There is a bus from the ferry dock in Coromandel to the town proper that’s operated by an independent tour company, and they offer their services but I’m lucky and catch a ride with New Mexico, here in New Zealand for a weeklong vacation. In the US, he’s a shaker tester, which apparently means he shakes and drops cell phones to see how they’ll perform. He’s headed north up the peninsula as far as you can go, and it’s all gravel road past Colville, the only small town north of Coromandel. There’s little here but the dusty road which winds in and out of the rugged hills that seem to drop directly down to the coastline, sandy beaches, and a few secluded campgrounds maintained by the Department of Conservation. We stop at the northernmost one to refill on water, but it’s for boiling only. We meet a Kiwi family who’s here for a week plus a day before and after driving. I can’t imagine spending a week here, and we ask the appeal, which is precisely that there’s nothing to do. They have brought all their food and water. We go north as far as we can and then turn back, and now the massive hills are on my side of the car, and they seem to rise directly up a foot or two from the side of the road. Somewhere along the way the car blows a tire, but we’re lucky and near another area managed by DOC. They wheel out a handy pallet jack seeming thing to prop the car up with, and there’s a full size spare in the trunk. We drive around the roads through the bushy interior of the peninsula and land in Whitianga (Fit-ee-on-ga) where I say goodbye to my driver and hit the hostel. If he makes it to the Tango festival in Portland he’s planning on, I’ll lend him my couch.
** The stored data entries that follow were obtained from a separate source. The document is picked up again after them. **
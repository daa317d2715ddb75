//! Error types for tracedistill.
//!
//! Epistemic taxonomy:
//! - B_i falsified: Expected failures (missing corpus, invalid input)
//! - I^B materialized: Infrastructure failures (network, timeout, dropped stream)
//! - K_i violated: Internal invariant violations (bugs)
//!
//! Per-record failures never surface here as errors: a bad format or a wrong
//! answer is a discard reason on the trace, not an `Err`.

use std::time::Duration;
use thiserror::Error;

/// Top-level error type for tracedistill.
#[derive(Debug, Error)]
pub enum DistillError {
    // ═══════════════════════════════════════════════════════════════════
    // B_i FALSIFIED — Belief proven wrong (expected failures)
    // ═══════════════════════════════════════════════════════════════════

    #[error("Configuration error: {0}")]
    Config(#[from] super::ConfigError),

    #[error("Dataset unavailable: corpus '{corpus}', split '{split}': {reason}")]
    DataUnavailable {
        corpus: String,
        split: String,
        reason: String,
    },

    #[error("Invalid input: {0}")]
    InvalidInput(String),

    #[error("Parse error: {0}")]
    ParseError(String),

    // ═══════════════════════════════════════════════════════════════════
    // I^B MATERIALIZED — Bounded ignorance became known-bad
    // ═══════════════════════════════════════════════════════════════════

    #[error("Endpoint error: {0}")]
    Api(#[from] ApiError),

    #[error("Network error: {0}")]
    Network(#[from] reqwest::Error),

    #[error("Request timeout after {0:?}")]
    Timeout(Duration),

    #[error("Rate limited: retry after {retry_after_secs}s")]
    RateLimited { retry_after_secs: f64 },

    #[error("Stream transport failure: {0}")]
    StreamTransport(String),

    #[error("IO error: {context}")]
    Io {
        context: String,
        #[source]
        source: std::io::Error,
    },

    // ═══════════════════════════════════════════════════════════════════
    // K_i VIOLATED — Invariant broken (bug, should not happen)
    // ═══════════════════════════════════════════════════════════════════

    #[error("Internal error: {0}")]
    Internal(String),
}

/// Errors reported by the inference endpoint itself.
#[derive(Debug, Error)]
pub enum ApiError {
    #[error("Authentication failed: invalid API key")]
    AuthenticationFailed,

    #[error("Model not found: {0}")]
    ModelNotFound(String),

    #[error("API error (status {status}): {message}")]
    Status { status: u16, message: String },

    #[error("Request failed after {attempts} attempts: {last_error}")]
    MaxRetriesExceeded { attempts: u32, last_error: String },
}

impl DistillError {
    /// Create an IO error with context.
    pub fn io(context: impl Into<String>, source: std::io::Error) -> Self {
        Self::Io {
            context: context.into(),
            source,
        }
    }

    /// Check if this error is worth another attempt at opening a stream.
    pub fn is_retryable(&self) -> bool {
        match self {
            Self::Timeout(_) | Self::RateLimited { .. } | Self::Network(_) => true,
            Self::Api(ApiError::Status { status, .. }) => *status >= 500,
            _ => false,
        }
    }
}

/// Result type alias for tracedistill.
pub type Result<T> = std::result::Result<T, DistillError>;

#[cfg(test)]
mod tests {
    use super::*;

    #[test]
    fn test_retryable_classification() {
        assert!(DistillError::Timeout(Duration::from_secs(1)).is_retryable());
        assert!(DistillError::RateLimited { retry_after_secs: 2.0 }.is_retryable());
        assert!(DistillError::Api(ApiError::Status {
            status: 503,
            message: "overloaded".to_string(),
        })
        .is_retryable());
        assert!(!DistillError::Api(ApiError::AuthenticationFailed).is_retryable());
        assert!(!DistillError::Api(ApiError::Status {
            status: 400,
            message: "bad request".to_string(),
        })
        .is_retryable());
    }
}
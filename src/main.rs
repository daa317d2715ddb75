//! tracedistill CLI - Reasoning-trace distillation and validation.

use anyhow::{bail, Context, Result};
use clap::{Parser, Subcommand};
use std::path::{Path, PathBuf};
use std::sync::Arc;
use tracedistill::client::HealthStatus;
use tracedistill::{
    filter_dataset, revalidate_dataset, CheckpointManager, Config, DistillPipeline, JsonlCorpus,
    LlmClient, TraceValidator,
};
use tracing::{info, warn, Level};
use tracing_subscriber::FmtSubscriber;

#[derive(Parser)]
#[command(name = "tracedistill")]
#[command(version)]
#[command(about = "Distill verified reasoning traces from a hosted reasoning model")]
struct Cli {
    #[command(subcommand)]
    command: Commands,

    /// Path to configuration file
    #[arg(short, long, global = true, default_value = "config.toml")]
    config: PathBuf,

    /// Verbose output
    #[arg(short, long, global = true)]
    verbose: bool,
}

#[derive(Subcommand)]
enum Commands {
    /// Generate and validate reasoning traces for a corpus split
    Distill {
        /// Corpus name (directory under dataset.root)
        #[arg(long)]
        corpus: String,

        /// Split name (file inside the corpus directory)
        #[arg(long)]
        split: String,

        /// Intermediate JSONL file with every trace (defaults to output.path)
        #[arg(short, long)]
        output: Option<PathBuf>,

        /// Only process the first N records
        #[arg(long)]
        limit: Option<usize>,

        /// Traces to sample per record (defaults to generation.samples_per_problem)
        #[arg(long)]
        samples: Option<usize>,

        /// Checkpoint directory for resumable runs (defaults to output.checkpoint_dir)
        #[arg(long)]
        checkpoint: Option<PathBuf>,

        /// Also write the filtered final dataset here (defaults to output.filtered_path)
        #[arg(long = "final")]
        final_path: Option<PathBuf>,
    },

    /// Keep only traces with filtered == false
    Filter {
        #[arg(short, long)]
        input: PathBuf,

        #[arg(short, long)]
        output: PathBuf,
    },

    /// Recompute verdicts of an existing trace file
    Revalidate {
        #[arg(short, long)]
        input: PathBuf,

        #[arg(short, long)]
        output: PathBuf,
    },

    /// Validate configuration file
    Validate {
        /// Also check that the inference endpoint answers
        #[arg(long)]
        check_endpoint: bool,
    },

    /// Show example configuration
    Example,
}

fn setup_logging(verbose: bool) -> Result<()> {
    let level = if verbose { Level::DEBUG } else { Level::INFO };
    let subscriber = FmtSubscriber::builder()
        .with_max_level(level)
        .with_target(false)
        .with_thread_ids(false)
        .compact()
        .finish();
    tracing::subscriber::set_global_default(subscriber).context("Failed to set subscriber")
}

fn load_config(path: &Path) -> Result<Config> {
    Config::from_file(path).with_context(|| format!("Failed to load config from {path:?}"))
}

fn print_example_config() {
    let example = r#"# tracedistill configuration file

[endpoint]
# OpenAI-compatible chat completions endpoint
base_url = "https://integrate.api.nvidia.com/v1"
# API key (can also use the env var named by api_key_env; omit for local servers)
# api_key = "${NVIDIA_API_KEY}"
api_key_env = "NVIDIA_API_KEY"
timeout_secs = 1800
connect_timeout_secs = 30
max_retries = 3

[endpoint.headers]
# X-Request-Source = "tracedistill"

[model]
id = "deepseek-ai/deepseek-r1"
temperature = 0.6
top_p = 0.7
max_tokens = 32768

[workers]
size = 4
# Abort a record's stream after this many seconds (kept as truncated)
# record_timeout_secs = 1200

[generation]
prompt_template = "{problem}\n\nPlease reason step by step, and put your final answer within \\boxed{}."
samples_per_problem = 1

[dataset]
# Records are read from <root>/<corpus>/<split>.jsonl
root = "data"
problem_field = "problem"
answer_field = "answer"

[output]
path = "output/traces.jsonl"
filtered_path = "output/final.jsonl"
# checkpoint_dir = "checkpoints/"
"#;
    println!("{example}");
}

#[tokio::main]
async fn main() -> Result<()> {
    let cli = Cli::parse();
    setup_logging(cli.verbose)?;

    match cli.command {
        Commands::Example => {
            print_example_config();
            return Ok(());
        }

        Commands::Validate { check_endpoint } => {
            let config = load_config(&cli.config)?;

            if config.resolve_api_key().is_none() {
                warn!(
                    env_var = %config.endpoint.api_key_env,
                    "No API key configured; requests will be sent without auth"
                );
            }

            info!("Configuration is valid");
            info!("  Endpoint: {}", config.endpoint.base_url);
            info!(
                "  Model: {} (temperature {}, top_p {}, max_tokens {})",
                config.model.id, config.model.temperature, config.model.top_p, config.model.max_tokens
            );
            info!("  Workers: {}", config.workers.size);
            info!("  Samples per problem: {}", config.generation.samples_per_problem);

            if check_endpoint {
                let client = LlmClient::from_config(&config)?;
                let health = client.health_check().await;
                match health.status {
                    HealthStatus::Healthy => info!(
                        latency_ms = health.latency_ms.unwrap_or_default(),
                        "Endpoint {} is {}",
                        health.endpoint,
                        health.status
                    ),
                    _ => bail!(
                        "Endpoint {} is {}: {}",
                        health.endpoint,
                        health.status,
                        health.error.unwrap_or_default()
                    ),
                }
            }
            return Ok(());
        }

        Commands::Filter { input, output } => {
            let stats = filter_dataset(&input, &output)
                .with_context(|| format!("Failed to filter {input:?}"))?;

            println!("\n=== Filter Complete ===");
            println!("Rows:        {}", stats.total);
            println!("Kept:        {}", stats.kept);
            println!("Format:      {}", stats.invalid_format);
            println!("Answer:      {}", stats.incorrect_answer);
            println!("Output:      {output:?}");
        }

        Commands::Revalidate { input, output } => {
            let stats = revalidate_dataset(&input, &output, &TraceValidator::default())
                .with_context(|| format!("Failed to revalidate {input:?}"))?;

            println!("\n=== Revalidation Complete ===");
            println!("Rows:        {}", stats.total);
            println!("Valid:       {}", stats.valid);
            println!("Format:      {}", stats.invalid_format);
            println!("Answer:      {}", stats.incorrect_answer);
            println!("Changed:     {}", stats.changed);
            println!("Output:      {output:?}");
        }

        Commands::Distill {
            corpus,
            split,
            output,
            limit,
            samples,
            checkpoint,
            final_path,
        } => {
            let config = load_config(&cli.config)?;

            let Some(output) = output.or_else(|| config.output.path.clone()) else {
                bail!("No output path: pass --output or set output.path in config");
            };
            if let Some(parent) = output.parent().filter(|p| !p.as_os_str().is_empty()) {
                std::fs::create_dir_all(parent)
                    .with_context(|| format!("Failed to create {parent:?}"))?;
            }

            let client = Arc::new(LlmClient::from_config(&config)?);
            let mut pipeline = DistillPipeline::from_config(client.clone(), &config)?;
            if let Some(samples) = samples {
                pipeline = pipeline.with_samples(samples);
            }

            let source = JsonlCorpus::from_config(&config.dataset).with_limit(limit);

            let checkpoint_mgr = match checkpoint.or_else(|| config.output.checkpoint_dir.clone()) {
                Some(dir) => Some(
                    CheckpointManager::for_output(&dir, &output)
                        .context("Failed to create checkpoint manager")?,
                ),
                None => None,
            };

            let stats = pipeline
                .distill(&source, &corpus, &split, &output, checkpoint_mgr)
                .await
                .with_context(|| format!("Distillation of {corpus}/{split} failed"))?;

            println!("\n=== Distillation Complete ===");
            println!("Records:     {}", stats.total_records);
            println!("Traces:      {}", stats.total_traces);
            println!("Valid:       {}", stats.valid);
            println!("Format:      {}", stats.invalid_format);
            println!("Answer:      {}", stats.incorrect_answer);
            println!("Truncated:   {}", stats.truncated);
            println!("Acceptance:  {:.1}%", stats.acceptance_rate * 100.0);
            println!("Throughput:  {:.0}/hr", stats.throughput_per_hour);
            println!("Runtime:     {:.1}s", stats.runtime_secs);

            let limits = client.rate_limiter().stats();
            println!(
                "Requests:    {} ({} rate limited, {:.1}s waited)",
                limits.total_requests, limits.total_429s, limits.total_wait_secs
            );
            println!("Output:      {output:?}");

            if let Some(final_path) = final_path.or_else(|| config.output.filtered_path.clone()) {
                let filtered = filter_dataset(&output, &final_path)
                    .with_context(|| format!("Failed to write final dataset {final_path:?}"))?;
                println!("Final:       {final_path:?} ({} rows)", filtered.kept);
            }
        }
    }

    Ok(())
}
//! Configuration models for tracedistill.
//!
//! All I^R (resolvable ignorance) is parameterized here.
//! The user resolves these unknowns at runtime via config file.

use serde::{Deserialize, Serialize};
use std::collections::HashMap;
use std::path::{Path, PathBuf};
use std::sync::LazyLock;
use tracing::warn;

/// Placeholder substituted with the problem text in the prompt template.
pub const PROBLEM_PLACEHOLDER: &str = "{problem}";

/// Upper bound on `endpoint.max_retries`.
pub const MAX_RETRIES: u32 = 10;

/// Default user-turn prompt. All instructions live in the user turn because
/// reasoning models of the R1 family must not receive a system prompt.
pub const DEFAULT_PROMPT_TEMPLATE: &str =
    "{problem}\n\nPlease reason step by step, and put your final answer within \\boxed{}.";

/// Top-level configuration for tracedistill.
#[derive(Debug, Clone, Default, Serialize, Deserialize)]
pub struct Config {
    /// Inference endpoint (OpenAI-compatible)
    #[serde(default)]
    pub endpoint: EndpointConfig,

    /// Model and decoding parameters
    #[serde(default)]
    pub model: ModelSpec,

    /// Worker pool settings
    #[serde(default)]
    pub workers: WorkerConfig,

    /// Prompting and sampling settings
    #[serde(default)]
    pub generation: GenerationConfig,

    /// Where problem records come from
    #[serde(default)]
    pub dataset: DatasetConfig,

    /// Where traces go
    #[serde(default)]
    pub output: OutputConfig,
}

/// Inference endpoint configuration.
///
/// K_i: All endpoints must be OpenAI-compatible (chat completions API).
#[derive(Debug, Clone, Serialize, Deserialize)]
pub struct EndpointConfig {
    /// Base URL for the API (e.g., "https://integrate.api.nvidia.com/v1")
    #[serde(default = "default_base_url")]
    pub base_url: String,

    /// API key (optional; supports ${ENV_VAR} expansion)
    #[serde(default)]
    pub api_key: Option<String>,

    /// Environment variable name for the API key
    #[serde(default = "default_api_key_env")]
    pub api_key_env: String,

    /// Custom headers; values may contain ${ENV_VAR}
    #[serde(default)]
    pub headers: HashMap<String, String>,

    /// Overall request timeout in seconds, streaming body included.
    /// Generation latency grows with max_tokens, so this is minutes, not seconds.
    #[serde(default = "default_timeout")]
    pub timeout_secs: u64,

    /// Connect timeout in seconds
    #[serde(default = "default_connect_timeout")]
    pub connect_timeout_secs: u64,

    /// Maximum attempts at opening a stream
    #[serde(default = "default_max_retries")]
    pub max_retries: u32,
}

fn default_base_url() -> String {
    "https://integrate.api.nvidia.com/v1".to_string()
}

fn default_api_key_env() -> String {
    "NVIDIA_API_KEY".to_string()
}

fn default_timeout() -> u64 {
    1800
}

fn default_connect_timeout() -> u64 {
    30
}

fn default_max_retries() -> u32 {
    3
}

impl Default for EndpointConfig {
    fn default() -> Self {
        Self {
            base_url: default_base_url(),
            api_key: None,
            api_key_env: default_api_key_env(),
            headers: HashMap::new(),
            timeout_secs: default_timeout(),
            connect_timeout_secs: default_connect_timeout(),
            max_retries: default_max_retries(),
        }
    }
}

/// Model identity and fixed decoding parameters.
#[derive(Debug, Clone, Serialize, Deserialize)]
pub struct ModelSpec {
    /// Model ID as the endpoint knows it
    #[serde(default = "default_model_id")]
    pub id: String,

    /// Sampling temperature
    #[serde(default = "default_temperature")]
    pub temperature: f64,

    /// Nucleus sampling threshold
    #[serde(default = "default_top_p")]
    pub top_p: f64,

    /// Maximum output tokens
    #[serde(default = "default_max_tokens")]
    pub max_tokens: u32,
}

fn default_model_id() -> String {
    "deepseek-ai/deepseek-r1".to_string()
}

fn default_temperature() -> f64 {
    0.6
}

fn default_top_p() -> f64 {
    0.7
}

fn default_max_tokens() -> u32 {
    32768
}

impl ModelSpec {
    /// Decoding parameters that differ from the standard distillation settings.
    pub fn decoding_overrides(&self) -> Vec<&'static str> {
        let mut overrides = Vec::new();
        if self.temperature != default_temperature() {
            overrides.push("temperature");
        }
        if self.top_p != default_top_p() {
            overrides.push("top_p");
        }
        if self.max_tokens != default_max_tokens() {
            overrides.push("max_tokens");
        }
        overrides
    }
}

impl Default for ModelSpec {
    fn default() -> Self {
        Self {
            id: default_model_id(),
            temperature: default_temperature(),
            top_p: default_top_p(),
            max_tokens: default_max_tokens(),
        }
    }
}

/// Worker pool configuration.
#[derive(Debug, Clone, Serialize, Deserialize)]
pub struct WorkerConfig {
    /// Number of concurrent streams (one request in flight per worker)
    #[serde(default = "default_pool_size")]
    pub size: usize,

    /// Per-record deadline in seconds; expiry truncates the stream
    #[serde(default)]
    pub record_timeout_secs: Option<u64>,
}

fn default_pool_size() -> usize {
    4
}

impl Default for WorkerConfig {
    fn default() -> Self {
        Self {
            size: default_pool_size(),
            record_timeout_secs: None,
        }
    }
}

/// Generation configuration.
#[derive(Debug, Clone, Serialize, Deserialize)]
pub struct GenerationConfig {
    /// User prompt template; must contain `{problem}`
    #[serde(default = "default_prompt_template")]
    pub prompt_template: String,

    /// Number of candidate traces sampled per problem
    #[serde(default = "default_samples_per_problem")]
    pub samples_per_problem: usize,
}

fn default_prompt_template() -> String {
    DEFAULT_PROMPT_TEMPLATE.to_string()
}

fn default_samples_per_problem() -> usize {
    1
}

impl Default for GenerationConfig {
    fn default() -> Self {
        Self {
            prompt_template: default_prompt_template(),
            samples_per_problem: default_samples_per_problem(),
        }
    }
}

/// Dataset source configuration.
#[derive(Debug, Clone, Serialize, Deserialize)]
pub struct DatasetConfig {
    /// Directory holding one sub-directory per corpus
    #[serde(default = "default_dataset_root")]
    pub root: PathBuf,

    /// Source field holding the problem text
    #[serde(default = "default_problem_field")]
    pub problem_field: String,

    /// Source field holding the ground-truth answer
    #[serde(default = "default_answer_field")]
    pub answer_field: String,
}

fn default_dataset_root() -> PathBuf {
    PathBuf::from("data")
}

fn default_problem_field() -> String {
    "problem".to_string()
}

fn default_answer_field() -> String {
    "answer".to_string()
}

impl Default for DatasetConfig {
    fn default() -> Self {
        Self {
            root: default_dataset_root(),
            problem_field: default_problem_field(),
            answer_field: default_answer_field(),
        }
    }
}

/// Output configuration.
#[derive(Debug, Clone, Default, Serialize, Deserialize)]
pub struct OutputConfig {
    /// Intermediate dataset: every trace with its verdict
    #[serde(default)]
    pub path: Option<PathBuf>,

    /// Final dataset: written after the run with only VALID traces
    #[serde(default)]
    pub filtered_path: Option<PathBuf>,

    /// Checkpoint directory for resume support
    #[serde(default)]
    pub checkpoint_dir: Option<PathBuf>,
}

impl Config {
    /// Load configuration from a TOML file.
    ///
    /// B_i(file exists) → Result
    /// B_i(file is valid TOML) → Result
    pub fn from_file(path: &Path) -> Result<Self, ConfigError> {
        let content = std::fs::read_to_string(path).map_err(|e| ConfigError::FileRead {
            path: path.to_owned(),
            source: e,
        })?;

        let config: Self = toml::from_str(&content).map_err(|e| ConfigError::Parse {
            path: path.to_owned(),
            source: e,
        })?;
        config.validate()?;
        Ok(config)
    }

    /// Check values serde cannot check.
    pub fn validate(&self) -> Result<(), ConfigError> {
        if !self.generation.prompt_template.contains(PROBLEM_PLACEHOLDER) {
            return Err(ConfigError::Invalid(format!(
                "generation.prompt_template must contain {PROBLEM_PLACEHOLDER}"
            )));
        }
        if self.workers.size == 0 {
            return Err(ConfigError::Invalid("workers.size must be at least 1".to_string()));
        }
        if self.generation.samples_per_problem == 0 {
            return Err(ConfigError::Invalid(
                "generation.samples_per_problem must be at least 1".to_string(),
            ));
        }
        if self.endpoint.max_retries == 0 || self.endpoint.max_retries > MAX_RETRIES {
            return Err(ConfigError::Invalid(format!(
                "endpoint.max_retries must be between 1 and {MAX_RETRIES}"
            )));
        }

        let overrides = self.model.decoding_overrides();
        if !overrides.is_empty() {
            warn!(
                overrides = %overrides.join(", "),
                temperature = self.model.temperature,
                top_p = self.model.top_p,
                max_tokens = self.model.max_tokens,
                "Decoding parameters differ from the standard distillation settings"
            );
        }
        Ok(())
    }

    /// Resolve the API key from config or environment.
    ///
    /// Returns `None` when neither is set; local endpoints run without auth.
    pub fn resolve_api_key(&self) -> Option<String> {
        if let Some(key) = &self.endpoint.api_key {
            return Some(expand_env_vars(key));
        }
        std::env::var(&self.endpoint.api_key_env).ok()
    }
}

static ENV_VAR_RE: LazyLock<regex::Regex> =
    LazyLock::new(|| regex::Regex::new(r"\$\{([^}]+)\}").expect("valid env var pattern"));

/// Expand environment variables in a string.
///
/// Supports ${VAR_NAME} syntax.
/// If the variable is not set, the placeholder is left unchanged.
pub fn expand_env_vars(s: &str) -> String {
    ENV_VAR_RE
        .replace_all(s, |caps: &regex::Captures| {
            std::env::var(&caps[1]).unwrap_or_else(|_| caps[0].to_string())
        })
        .into_owned()
}

/// Expand environment variables in all headers.
pub fn expand_headers(headers: &HashMap<String, String>) -> HashMap<String, String> {
    headers
        .iter()
        .map(|(k, v)| (k.clone(), expand_env_vars(v)))
        .collect()
}

/// Configuration errors.
///
/// Epistemic origin:
/// - B_i falsified: File not found, parse error
/// - I^B materialized: Missing or out-of-range values
#[derive(Debug, thiserror::Error)]
pub enum ConfigError {
    #[error("Failed to read config file {path}: {source}")]
    FileRead {
        path: PathBuf,
        source: std::io::Error,
    },

    #[error("Failed to parse config file {path}: {source}")]
    Parse {
        path: PathBuf,
        source: toml::de::Error,
    },

    #[error("Invalid configuration: {0}")]
    Invalid(String),
}

#[cfg(test)]
mod tests {
    use super::*;
    use std::io::Write;

    #[test]
    fn test_defaults_match_decoding_contract() {
        let config: Config = toml::from_str("").unwrap();
        assert_eq!(config.model.temperature, 0.6);
        assert_eq!(config.model.top_p, 0.7);
        assert_eq!(config.model.max_tokens, 32768);
        assert_eq!(config.generation.samples_per_problem, 1);
        assert!(config.generation.prompt_template.contains("\\boxed{}"));
        assert!(config.validate().is_ok());
    }

    #[test]
    fn test_from_file_partial_override() {
        let mut file = tempfile::NamedTempFile::new().unwrap();
        writeln!(
            file,
            r#"
[endpoint]
base_url = "http://localhost:8000/v1"

[workers]
size = 16
record_timeout_secs = 600

[dataset]
problem_field = "question"
"#
        )
        .unwrap();

        let config = Config::from_file(file.path()).unwrap();
        assert_eq!(config.endpoint.base_url, "http://localhost:8000/v1");
        assert_eq!(config.endpoint.timeout_secs, 1800);
        assert_eq!(config.workers.size, 16);
        assert_eq!(config.workers.record_timeout_secs, Some(600));
        assert_eq!(config.dataset.problem_field, "question");
        assert_eq!(config.dataset.answer_field, "answer");
    }

    #[test]
    fn test_template_without_placeholder_is_rejected() {
        let mut config = Config::default();
        config.generation.prompt_template = "Solve it.".to_string();
        assert!(matches!(config.validate(), Err(ConfigError::Invalid(_))));
    }

    #[test]
    fn test_zero_workers_rejected() {
        let mut config = Config::default();
        config.workers.size = 0;
        assert!(config.validate().is_err());
    }

    #[test]
    fn test_retry_budget_is_bounded() {
        let mut config = Config::default();
        config.endpoint.max_retries = MAX_RETRIES;
        assert!(config.validate().is_ok());
        config.endpoint.max_retries = 100;
        assert!(matches!(config.validate(), Err(ConfigError::Invalid(_))));
    }

    #[test]
    fn test_decoding_overrides_are_reported() {
        let config: Config = toml::from_str("").unwrap();
        assert!(config.model.decoding_overrides().is_empty());

        let config: Config = toml::from_str("[model]\ntemperature = 1.0").unwrap();
        assert_eq!(config.model.decoding_overrides(), vec!["temperature"]);
        assert!(config.validate().is_ok());

        let config: Config =
            toml::from_str("[model]\ntop_p = 0.95\nmax_tokens = 4096").unwrap();
        assert_eq!(config.model.decoding_overrides(), vec!["top_p", "max_tokens"]);
    }

    #[test]
    fn test_expand_env_vars_leaves_unknown_placeholders() {
        assert_eq!(
            expand_env_vars("Bearer ${TRACEDISTILL_SURELY_UNSET_VAR}"),
            "Bearer ${TRACEDISTILL_SURELY_UNSET_VAR}"
        );
        assert_eq!(expand_env_vars("plain"), "plain");
    }
}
In the morning I catch a ride from the Spainards staying in my room to Hot Water Beach a half an hour away in time for low tide when you can dig your own hot tub to the geothermally heated water beneath the sand. The café nearby offers spades for ‘hire.’ You can hire almost anything in New Zealand. The beach is mostly given over to old white people however, and some have even managed to sit in about six inches of water. It’s not even worth getting into my bathing suit. The walk up to town from the beach crosses a small stream and the water’s running all hot and cold at the same time. The folks I’ve come with have gone on their way and I hope I don’t have to walk forever back to the hostel. I catch a ride close with the lead of a Kiwi logging crew, but in total it takes me three hours and I miss Cathedral Cove along the way and understand why you really need a car for some places here.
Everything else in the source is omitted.